Far to the east, in a state still called West Bengal and near a city once called Calcutta, Chief Minister Mamata Banerjee addressed an investors’ conclave. She occasionally confuses political theatre with regular theatre, and did her usual master-of-ceremonies act, calling out investors’ names, making them stand up, demanding one of them come on stage to sing. (Apparently, he sang “Ae mere watan ke logon, zara aankh mein bhar lo pani”, an instruction some may very well have taken seriously).

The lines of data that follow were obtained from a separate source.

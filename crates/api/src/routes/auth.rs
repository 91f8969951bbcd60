//! Authentication routes for signup and login.

use axum::{Json, Router, extract::State, http::StatusCode, response::IntoResponse, routing::post};
use serde_json::json;
use tracing::{error, info};

use crate::AppState;
use crate::extractors::ApiJson;
use finboard_core::auth::{email_is_valid, hash_password, password_meets_policy, verify_password};
use finboard_db::{UserRepository, repositories::UserError};
use finboard_shared::auth::{LoginRequest, LoginResponse, SignupRequest};

/// Creates the auth router.
pub fn routes() -> Router<AppState> {
    Router::new()
        .route("/auth/signup", post(signup))
        .route("/auth/login", post(login))
}

/// POST /auth/signup - Register a new account.
async fn signup(
    State(state): State<AppState>,
    ApiJson(payload): ApiJson<SignupRequest>,
) -> impl IntoResponse {
    let email = payload.email.trim();

    if !email_is_valid(email) {
        return (
            StatusCode::BAD_REQUEST,
            Json(json!({
                "error": "invalid_email",
                "message": "A valid email address is required"
            })),
        )
            .into_response();
    }

    if !password_meets_policy(&payload.password) {
        return (
            StatusCode::BAD_REQUEST,
            Json(json!({
                "error": "invalid_password",
                "message": "Password must be at least 6 characters"
            })),
        )
            .into_response();
    }

    let user_repo = UserRepository::new((*state.db).clone());

    // Check if email already exists
    match user_repo.find_by_email(email).await {
        Ok(Some(_)) => {
            return (
                StatusCode::CONFLICT,
                Json(json!({
                    "error": "email_exists",
                    "message": "An account with this email already exists"
                })),
            )
                .into_response();
        }
        Ok(None) => {}
        Err(e) => {
            error!(error = %e, "Database error checking email");
            return (
                StatusCode::INTERNAL_SERVER_ERROR,
                Json(json!({
                    "error": "internal_error",
                    "message": "An error occurred during signup"
                })),
            )
                .into_response();
        }
    }

    // Hash password on the blocking pool; argon2 is CPU-bound
    let params = state.hashing;
    let password = payload.password.clone();
    let password_hash =
        match tokio::task::spawn_blocking(move || hash_password(&password, params)).await {
            Ok(Ok(h)) => h,
            Ok(Err(e)) => {
                error!(error = %e, "Failed to hash password");
                return (
                    StatusCode::INTERNAL_SERVER_ERROR,
                    Json(json!({
                        "error": "internal_error",
                        "message": "An error occurred during signup"
                    })),
                )
                    .into_response();
            }
            Err(e) => {
                error!(error = %e, "Hashing task failed");
                return (
                    StatusCode::INTERNAL_SERVER_ERROR,
                    Json(json!({
                        "error": "internal_error",
                        "message": "An error occurred during signup"
                    })),
                )
                    .into_response();
            }
        };

    // Create user; a unique-violation here means a signup raced the
    // pre-check above, so it maps to the same conflict response
    let user = match user_repo.create(email, &password_hash).await {
        Ok(u) => u,
        Err(UserError::EmailTaken) => {
            return (
                StatusCode::CONFLICT,
                Json(json!({
                    "error": "email_exists",
                    "message": "An account with this email already exists"
                })),
            )
                .into_response();
        }
        Err(e) => {
            error!(error = %e, "Failed to create user");
            return (
                StatusCode::INTERNAL_SERVER_ERROR,
                Json(json!({
                    "error": "internal_error",
                    "message": "An error occurred during signup"
                })),
            )
                .into_response();
        }
    };

    info!(user_id = %user.id, email = %user.email, "New user registered");

    (
        StatusCode::CREATED,
        Json(json!({
            "message": "Account created successfully"
        })),
    )
        .into_response()
}

/// POST /auth/login - Authenticate and return a bearer token.
async fn login(
    State(state): State<AppState>,
    ApiJson(payload): ApiJson<LoginRequest>,
) -> impl IntoResponse {
    let email = payload.email.trim();

    if !email_is_valid(email) {
        return (
            StatusCode::BAD_REQUEST,
            Json(json!({
                "error": "invalid_email",
                "message": "A valid email address is required"
            })),
        )
            .into_response();
    }

    if payload.password.is_empty() {
        return (
            StatusCode::BAD_REQUEST,
            Json(json!({
                "error": "invalid_password",
                "message": "Password is required"
            })),
        )
            .into_response();
    }

    let user_repo = UserRepository::new((*state.db).clone());

    // Find user by email
    let user = match user_repo.find_by_email(email).await {
        Ok(Some(u)) => u,
        Ok(None) => {
            info!(email = %email, "Login attempt for non-existent user");
            return (
                StatusCode::UNAUTHORIZED,
                Json(json!({
                    "error": "invalid_credentials",
                    "message": "Invalid email or password"
                })),
            )
                .into_response();
        }
        Err(e) => {
            error!(error = %e, "Database error during login");
            return (
                StatusCode::INTERNAL_SERVER_ERROR,
                Json(json!({
                    "error": "internal_error",
                    "message": "An error occurred during login"
                })),
            )
                .into_response();
        }
    };

    // Verify password on the blocking pool
    let password = payload.password.clone();
    let stored_hash = user.password_hash.clone();
    let verified =
        match tokio::task::spawn_blocking(move || verify_password(&password, &stored_hash)).await {
            Ok(v) => v,
            Err(e) => {
                error!(error = %e, "Verification task failed");
                return (
                    StatusCode::INTERNAL_SERVER_ERROR,
                    Json(json!({
                        "error": "internal_error",
                        "message": "An error occurred during login"
                    })),
                )
                    .into_response();
            }
        };

    // Same body as the unknown-email branch: responses never reveal
    // whether the account exists
    if !verified {
        info!(user_id = %user.id, "Failed login attempt - invalid password");
        return (
            StatusCode::UNAUTHORIZED,
            Json(json!({
                "error": "invalid_credentials",
                "message": "Invalid email or password"
            })),
        )
            .into_response();
    }

    let token = match state.jwt_service.issue(user.id, &user.email) {
        Ok(t) => t,
        Err(e) => {
            error!(error = %e, "Failed to issue token");
            return (
                StatusCode::INTERNAL_SERVER_ERROR,
                Json(json!({
                    "error": "internal_error",
                    "message": "An error occurred during login"
                })),
            )
                .into_response();
        }
    };

    info!(user_id = %user.id, "User logged in successfully");

    (StatusCode::OK, Json(LoginResponse { token })).into_response()
}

Far to the west, in a state called Gujarat, and just outside a city for the moment called Ahmedabad, the great and the good of corporate India assembled to pay tribute to the state’s success. Well, some of them talked of the state, not its Visionary Leader. Cyrus Mistry did not match the sycophancy of his predecessor in Bombay House, delivering a short, awkward speech with the air of an ancien regime aristocrat praising Robespierre at the foot of the guillotine. Anil Ambani, not known for understatement and accuracy – just read any of his share prospectuses – declared Narendra Modi a king among kings, and compared him to Gandhi, Patel and Dhirubhai Ambani. Engineering professors were told to cancel classes and head off to serve as foreigners’ guides to the Vibrant Modi Summit. Adoring and ambitious journalists tweeted every one of the Vibrant Leader’s lines breathlessly; prospective members of Modi’s National Advisory Council came, saw, and loudly declared themselves conquered. Some will murmur admiringly at the organisation of it all. Others will look at the atmospherics and wonder if, as and when the Inevitable Leader becomes prime minister, we will have to build a new and larger stadium in Delhi to accommodate the pageantry he’s bound to expect at his swearing-in.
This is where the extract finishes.